PROBLEM TO SOLVE:
Work out how many lines below hold the string "impl" and state only that figure.

+===+

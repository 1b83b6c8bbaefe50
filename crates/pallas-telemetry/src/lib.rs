//! Structured logging for Pallas.
//!
//! The combinator core is silent. The backends (`pallas-props`,
//! `pallas-sql`, `pallas-arrow`) emit `tracing` debug events whenever they
//! touch external state. This crate installs a `tracing-subscriber` to
//! render them:
//!
//! - JSON output for production, pretty output for development
//! - `EnvFilter` directives such as `info,pallas_sql=debug`
//! - configuration read from a property map through the `pallas-props`
//!   extractors ([`LogConfig::from_properties`])
//!
//! # Example
//!
//! ```rust,ignore
//! use pallas_props::PropertiesLoader;
//! use pallas_telemetry::{init_logging, LogConfig};
//!
//! let props = PropertiesLoader::new()
//!     .with_optional_file("app.properties")?
//!     .with_env_prefix("APP")
//!     .load()?;
//! init_logging(&LogConfig::from_properties(&props)?)?;
//! ```

#![doc(html_root_url = "https://docs.rs/pallas-telemetry/0.1.0")]
#![warn(missing_docs)]
#![forbid(unsafe_code)]

pub mod error;
pub mod logging;

pub use error::TelemetryError;
pub use logging::{create_env_filter, init_logging, LogConfig};

/// Result type for telemetry operations.
pub type TelemetryResult<T> = Result<T, TelemetryError>;
//! SQL error types.

use pallas_core::Absence;
use thiserror::Error;

/// Result type alias using [`SqlError`].
pub type SqlResult<T> = Result<T, SqlError>;

/// Errors raised by SQL extractors and injectors.
#[derive(Error, Debug)]
pub enum SqlError {
    /// The column holds SQL `NULL`.
    #[error("column {column} is NULL")]
    Null {
        /// Column index or name.
        column: String,
    },

    /// The statement has no parameter with this name.
    #[error("statement has no parameter named {name}")]
    UnknownParameter {
        /// The parameter name, including its prefix.
        name: String,
    },

    /// Error reported by SQLite.
    #[error(transparent)]
    Sqlite(#[from] rusqlite::Error),

    /// Failure from the combinator layer.
    #[error(transparent)]
    Core(#[from] pallas_core::Error),
}

impl SqlError {
    /// Create a new NULL column error.
    pub fn null(column: impl Into<String>) -> Self {
        Self::Null {
            column: column.into(),
        }
    }

    /// Create a new unknown parameter error.
    pub fn unknown_parameter(name: impl Into<String>) -> Self {
        Self::UnknownParameter { name: name.into() }
    }
}

impl Absence for SqlError {
    fn is_absent(&self) -> bool {
        match self {
            Self::Null { .. } => true,
            Self::Core(err) => err.is_absent(),
            _ => false,
        }
    }
}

+===+

EXERCISE SOLUTION:
4